• **Stored items**
○ ○ ○ ○ ○

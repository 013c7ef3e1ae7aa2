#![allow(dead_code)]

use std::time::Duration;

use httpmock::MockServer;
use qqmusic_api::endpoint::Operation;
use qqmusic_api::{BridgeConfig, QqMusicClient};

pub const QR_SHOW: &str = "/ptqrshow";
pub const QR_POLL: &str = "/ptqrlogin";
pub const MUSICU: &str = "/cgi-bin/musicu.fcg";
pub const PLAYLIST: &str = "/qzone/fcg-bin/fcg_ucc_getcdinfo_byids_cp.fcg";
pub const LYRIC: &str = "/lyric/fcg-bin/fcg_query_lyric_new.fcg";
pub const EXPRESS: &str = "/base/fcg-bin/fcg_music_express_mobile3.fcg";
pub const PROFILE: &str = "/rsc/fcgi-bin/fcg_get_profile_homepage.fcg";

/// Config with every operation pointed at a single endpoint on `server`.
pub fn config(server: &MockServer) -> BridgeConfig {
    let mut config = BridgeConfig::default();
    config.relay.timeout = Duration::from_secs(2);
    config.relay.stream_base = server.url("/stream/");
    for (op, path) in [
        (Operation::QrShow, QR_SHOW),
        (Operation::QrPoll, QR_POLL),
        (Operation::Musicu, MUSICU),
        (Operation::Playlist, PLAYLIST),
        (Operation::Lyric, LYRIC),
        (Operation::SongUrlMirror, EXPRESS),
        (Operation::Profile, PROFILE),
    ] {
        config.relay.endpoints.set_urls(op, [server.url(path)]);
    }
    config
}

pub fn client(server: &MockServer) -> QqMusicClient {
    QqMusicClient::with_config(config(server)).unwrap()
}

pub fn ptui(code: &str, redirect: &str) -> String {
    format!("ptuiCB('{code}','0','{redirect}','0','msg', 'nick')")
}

○ ○ ○ ○ ○

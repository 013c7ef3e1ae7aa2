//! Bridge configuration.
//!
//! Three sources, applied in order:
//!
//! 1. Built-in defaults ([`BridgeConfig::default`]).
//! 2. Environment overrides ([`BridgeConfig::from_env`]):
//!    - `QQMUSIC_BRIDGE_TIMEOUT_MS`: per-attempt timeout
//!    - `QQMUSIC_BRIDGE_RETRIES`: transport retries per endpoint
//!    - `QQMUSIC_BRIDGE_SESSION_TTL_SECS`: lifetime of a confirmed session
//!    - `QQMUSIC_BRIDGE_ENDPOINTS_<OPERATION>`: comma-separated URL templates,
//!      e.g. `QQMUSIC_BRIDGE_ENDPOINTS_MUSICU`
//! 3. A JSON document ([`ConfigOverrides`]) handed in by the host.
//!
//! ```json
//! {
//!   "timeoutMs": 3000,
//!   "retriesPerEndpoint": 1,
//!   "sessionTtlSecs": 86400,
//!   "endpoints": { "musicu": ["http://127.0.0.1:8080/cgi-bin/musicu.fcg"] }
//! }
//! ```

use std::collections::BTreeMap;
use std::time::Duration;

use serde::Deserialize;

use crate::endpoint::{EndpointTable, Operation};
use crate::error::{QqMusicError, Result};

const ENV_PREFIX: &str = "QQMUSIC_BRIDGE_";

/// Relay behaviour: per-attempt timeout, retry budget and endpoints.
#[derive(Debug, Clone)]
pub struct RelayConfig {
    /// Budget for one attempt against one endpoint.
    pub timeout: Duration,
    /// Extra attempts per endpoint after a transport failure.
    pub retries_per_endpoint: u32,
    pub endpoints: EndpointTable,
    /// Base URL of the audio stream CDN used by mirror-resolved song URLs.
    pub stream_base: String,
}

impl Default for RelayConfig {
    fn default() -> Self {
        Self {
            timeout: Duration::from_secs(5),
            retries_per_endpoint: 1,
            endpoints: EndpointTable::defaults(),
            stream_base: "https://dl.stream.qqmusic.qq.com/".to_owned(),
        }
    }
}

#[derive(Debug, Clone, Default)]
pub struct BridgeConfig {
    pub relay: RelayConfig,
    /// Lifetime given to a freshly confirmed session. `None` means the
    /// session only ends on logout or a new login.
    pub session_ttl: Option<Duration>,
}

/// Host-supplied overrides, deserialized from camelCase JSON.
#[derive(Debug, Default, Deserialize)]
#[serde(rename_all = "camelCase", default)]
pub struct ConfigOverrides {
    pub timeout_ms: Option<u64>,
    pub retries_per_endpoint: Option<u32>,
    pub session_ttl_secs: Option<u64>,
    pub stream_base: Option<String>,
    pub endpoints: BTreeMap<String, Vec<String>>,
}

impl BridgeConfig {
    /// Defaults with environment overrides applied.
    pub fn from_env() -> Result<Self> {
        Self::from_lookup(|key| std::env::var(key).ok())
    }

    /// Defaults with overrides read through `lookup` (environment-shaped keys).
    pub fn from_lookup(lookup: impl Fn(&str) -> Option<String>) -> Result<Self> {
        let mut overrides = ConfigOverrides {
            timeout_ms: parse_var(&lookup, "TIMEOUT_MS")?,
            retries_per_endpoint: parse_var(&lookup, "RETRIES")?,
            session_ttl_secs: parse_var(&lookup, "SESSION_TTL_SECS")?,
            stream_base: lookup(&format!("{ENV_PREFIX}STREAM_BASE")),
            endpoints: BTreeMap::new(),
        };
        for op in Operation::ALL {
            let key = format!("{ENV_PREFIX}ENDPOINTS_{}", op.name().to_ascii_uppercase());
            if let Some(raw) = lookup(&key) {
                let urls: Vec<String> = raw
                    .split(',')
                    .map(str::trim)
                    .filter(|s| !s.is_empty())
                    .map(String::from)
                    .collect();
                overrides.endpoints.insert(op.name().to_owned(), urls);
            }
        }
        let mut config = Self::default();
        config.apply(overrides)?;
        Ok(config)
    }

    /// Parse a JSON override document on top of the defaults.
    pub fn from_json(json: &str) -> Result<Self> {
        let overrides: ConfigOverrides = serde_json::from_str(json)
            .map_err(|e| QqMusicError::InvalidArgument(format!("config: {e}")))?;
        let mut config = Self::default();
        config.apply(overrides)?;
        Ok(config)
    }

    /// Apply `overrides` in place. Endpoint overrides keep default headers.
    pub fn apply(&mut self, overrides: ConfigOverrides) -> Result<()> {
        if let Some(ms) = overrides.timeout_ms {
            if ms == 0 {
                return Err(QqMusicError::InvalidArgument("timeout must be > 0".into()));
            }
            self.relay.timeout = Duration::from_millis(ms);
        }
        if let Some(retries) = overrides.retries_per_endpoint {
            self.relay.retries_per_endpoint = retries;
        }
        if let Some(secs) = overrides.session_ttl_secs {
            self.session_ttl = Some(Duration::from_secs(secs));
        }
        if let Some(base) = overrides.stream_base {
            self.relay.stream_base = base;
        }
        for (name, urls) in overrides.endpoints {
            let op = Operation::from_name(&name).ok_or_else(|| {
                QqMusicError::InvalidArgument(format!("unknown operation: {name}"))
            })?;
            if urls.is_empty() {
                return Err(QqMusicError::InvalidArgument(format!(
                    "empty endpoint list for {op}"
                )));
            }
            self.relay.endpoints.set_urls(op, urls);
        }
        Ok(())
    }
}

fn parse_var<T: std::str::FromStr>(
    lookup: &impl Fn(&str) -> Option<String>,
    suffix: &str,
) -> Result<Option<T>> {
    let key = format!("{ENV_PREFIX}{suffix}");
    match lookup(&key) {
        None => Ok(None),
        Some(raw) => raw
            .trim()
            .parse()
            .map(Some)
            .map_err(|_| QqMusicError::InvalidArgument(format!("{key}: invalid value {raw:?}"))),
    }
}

○ ○ ○ ○ ○

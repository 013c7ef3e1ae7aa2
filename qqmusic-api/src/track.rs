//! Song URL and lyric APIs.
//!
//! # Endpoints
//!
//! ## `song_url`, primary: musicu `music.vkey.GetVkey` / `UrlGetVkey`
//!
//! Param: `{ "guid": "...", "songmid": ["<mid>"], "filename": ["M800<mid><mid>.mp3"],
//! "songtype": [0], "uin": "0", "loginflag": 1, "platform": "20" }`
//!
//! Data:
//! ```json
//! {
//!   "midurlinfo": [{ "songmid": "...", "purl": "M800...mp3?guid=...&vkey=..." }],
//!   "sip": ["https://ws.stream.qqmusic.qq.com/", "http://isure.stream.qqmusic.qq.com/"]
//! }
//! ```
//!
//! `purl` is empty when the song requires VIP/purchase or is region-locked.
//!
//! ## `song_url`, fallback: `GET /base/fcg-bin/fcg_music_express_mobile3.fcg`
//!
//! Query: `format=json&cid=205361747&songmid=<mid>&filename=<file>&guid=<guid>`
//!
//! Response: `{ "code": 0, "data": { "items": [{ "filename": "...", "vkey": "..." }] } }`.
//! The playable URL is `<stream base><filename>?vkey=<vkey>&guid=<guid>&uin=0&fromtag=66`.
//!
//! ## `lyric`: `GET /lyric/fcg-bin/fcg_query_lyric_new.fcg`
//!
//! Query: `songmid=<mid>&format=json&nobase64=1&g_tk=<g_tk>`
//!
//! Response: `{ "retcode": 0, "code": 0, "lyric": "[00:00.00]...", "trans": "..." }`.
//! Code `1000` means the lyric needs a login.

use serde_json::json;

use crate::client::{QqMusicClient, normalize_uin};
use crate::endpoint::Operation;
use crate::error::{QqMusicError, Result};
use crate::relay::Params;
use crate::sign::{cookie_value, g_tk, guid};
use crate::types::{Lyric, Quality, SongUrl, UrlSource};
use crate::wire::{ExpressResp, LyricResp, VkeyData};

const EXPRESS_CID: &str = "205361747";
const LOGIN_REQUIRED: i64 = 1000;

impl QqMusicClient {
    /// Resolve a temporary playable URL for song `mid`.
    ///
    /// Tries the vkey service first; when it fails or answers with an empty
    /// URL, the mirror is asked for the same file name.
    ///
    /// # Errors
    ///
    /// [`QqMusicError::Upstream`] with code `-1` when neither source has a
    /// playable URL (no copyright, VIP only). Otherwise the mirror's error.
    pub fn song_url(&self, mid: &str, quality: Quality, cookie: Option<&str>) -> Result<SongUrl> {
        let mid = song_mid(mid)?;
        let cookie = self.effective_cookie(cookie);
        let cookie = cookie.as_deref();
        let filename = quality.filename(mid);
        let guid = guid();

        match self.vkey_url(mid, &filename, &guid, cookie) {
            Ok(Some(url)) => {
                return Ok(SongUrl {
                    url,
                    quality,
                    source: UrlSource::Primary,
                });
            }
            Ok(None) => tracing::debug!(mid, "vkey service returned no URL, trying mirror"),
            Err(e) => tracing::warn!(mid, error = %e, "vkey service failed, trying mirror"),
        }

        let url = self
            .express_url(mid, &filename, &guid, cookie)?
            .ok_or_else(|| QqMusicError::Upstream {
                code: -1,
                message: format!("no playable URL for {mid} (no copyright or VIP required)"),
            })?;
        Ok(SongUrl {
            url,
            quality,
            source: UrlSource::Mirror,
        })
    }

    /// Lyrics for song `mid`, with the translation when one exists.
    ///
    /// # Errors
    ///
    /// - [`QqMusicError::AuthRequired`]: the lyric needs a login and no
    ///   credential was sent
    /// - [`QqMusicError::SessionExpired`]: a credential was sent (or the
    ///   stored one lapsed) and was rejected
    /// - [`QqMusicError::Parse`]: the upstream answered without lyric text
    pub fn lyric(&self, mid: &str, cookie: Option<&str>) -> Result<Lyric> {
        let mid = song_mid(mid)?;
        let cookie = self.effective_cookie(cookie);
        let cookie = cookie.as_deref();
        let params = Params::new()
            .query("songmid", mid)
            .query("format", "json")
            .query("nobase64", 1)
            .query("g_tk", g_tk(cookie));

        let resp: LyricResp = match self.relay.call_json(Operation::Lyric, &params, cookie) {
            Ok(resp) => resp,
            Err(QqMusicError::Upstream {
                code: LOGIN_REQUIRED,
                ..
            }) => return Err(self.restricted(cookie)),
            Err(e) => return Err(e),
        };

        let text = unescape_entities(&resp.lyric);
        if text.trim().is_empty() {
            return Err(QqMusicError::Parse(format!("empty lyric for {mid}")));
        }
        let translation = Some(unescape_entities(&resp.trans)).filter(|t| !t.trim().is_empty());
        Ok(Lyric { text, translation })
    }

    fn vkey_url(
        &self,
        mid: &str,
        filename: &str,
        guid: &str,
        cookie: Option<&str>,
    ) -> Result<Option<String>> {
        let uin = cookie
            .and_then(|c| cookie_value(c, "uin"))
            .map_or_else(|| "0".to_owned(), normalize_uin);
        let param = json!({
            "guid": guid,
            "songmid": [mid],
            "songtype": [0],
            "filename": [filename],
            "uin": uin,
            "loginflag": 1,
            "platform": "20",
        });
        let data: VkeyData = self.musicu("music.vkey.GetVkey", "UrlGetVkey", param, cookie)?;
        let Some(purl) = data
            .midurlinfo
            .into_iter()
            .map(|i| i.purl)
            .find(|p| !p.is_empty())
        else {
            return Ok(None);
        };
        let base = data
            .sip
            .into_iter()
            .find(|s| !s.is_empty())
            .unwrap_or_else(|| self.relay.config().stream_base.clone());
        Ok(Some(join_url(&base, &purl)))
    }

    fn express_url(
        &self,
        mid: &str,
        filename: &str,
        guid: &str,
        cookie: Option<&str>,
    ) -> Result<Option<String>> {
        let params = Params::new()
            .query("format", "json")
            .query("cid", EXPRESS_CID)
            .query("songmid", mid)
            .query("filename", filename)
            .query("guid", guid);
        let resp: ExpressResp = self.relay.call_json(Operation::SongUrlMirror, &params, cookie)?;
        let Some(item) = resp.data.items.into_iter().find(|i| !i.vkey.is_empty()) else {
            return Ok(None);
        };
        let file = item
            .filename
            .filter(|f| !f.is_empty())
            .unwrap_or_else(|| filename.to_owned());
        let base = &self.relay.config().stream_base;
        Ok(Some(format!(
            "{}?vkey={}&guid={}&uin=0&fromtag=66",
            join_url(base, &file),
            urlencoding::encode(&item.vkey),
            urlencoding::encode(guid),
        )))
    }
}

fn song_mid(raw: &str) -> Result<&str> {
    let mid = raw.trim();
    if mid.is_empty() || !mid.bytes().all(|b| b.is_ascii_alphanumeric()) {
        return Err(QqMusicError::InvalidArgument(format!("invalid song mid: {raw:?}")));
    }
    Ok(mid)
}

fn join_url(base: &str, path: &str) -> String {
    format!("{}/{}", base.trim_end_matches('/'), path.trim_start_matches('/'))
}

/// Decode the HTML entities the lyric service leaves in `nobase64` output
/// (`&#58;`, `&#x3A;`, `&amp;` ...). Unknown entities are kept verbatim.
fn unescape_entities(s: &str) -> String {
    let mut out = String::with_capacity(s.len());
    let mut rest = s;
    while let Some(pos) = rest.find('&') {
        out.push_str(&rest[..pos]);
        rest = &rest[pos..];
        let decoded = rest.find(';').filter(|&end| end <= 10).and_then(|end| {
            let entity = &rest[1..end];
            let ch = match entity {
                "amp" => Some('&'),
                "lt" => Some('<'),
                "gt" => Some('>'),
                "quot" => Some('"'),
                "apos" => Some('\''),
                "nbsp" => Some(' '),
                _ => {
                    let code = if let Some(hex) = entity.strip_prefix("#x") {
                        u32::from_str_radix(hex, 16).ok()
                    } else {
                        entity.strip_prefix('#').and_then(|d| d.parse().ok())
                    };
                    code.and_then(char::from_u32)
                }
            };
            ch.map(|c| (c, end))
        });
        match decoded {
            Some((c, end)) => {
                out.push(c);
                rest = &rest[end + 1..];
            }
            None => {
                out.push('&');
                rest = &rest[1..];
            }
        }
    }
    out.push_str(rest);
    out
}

○ ○ ○ ○ ○

• **How to complete this task**
Lines containing the word "encode": copy every one of them from the records above.

• **Written response**
            urlencoding::encode(&item.vkey),
            urlencoding::encode(guid),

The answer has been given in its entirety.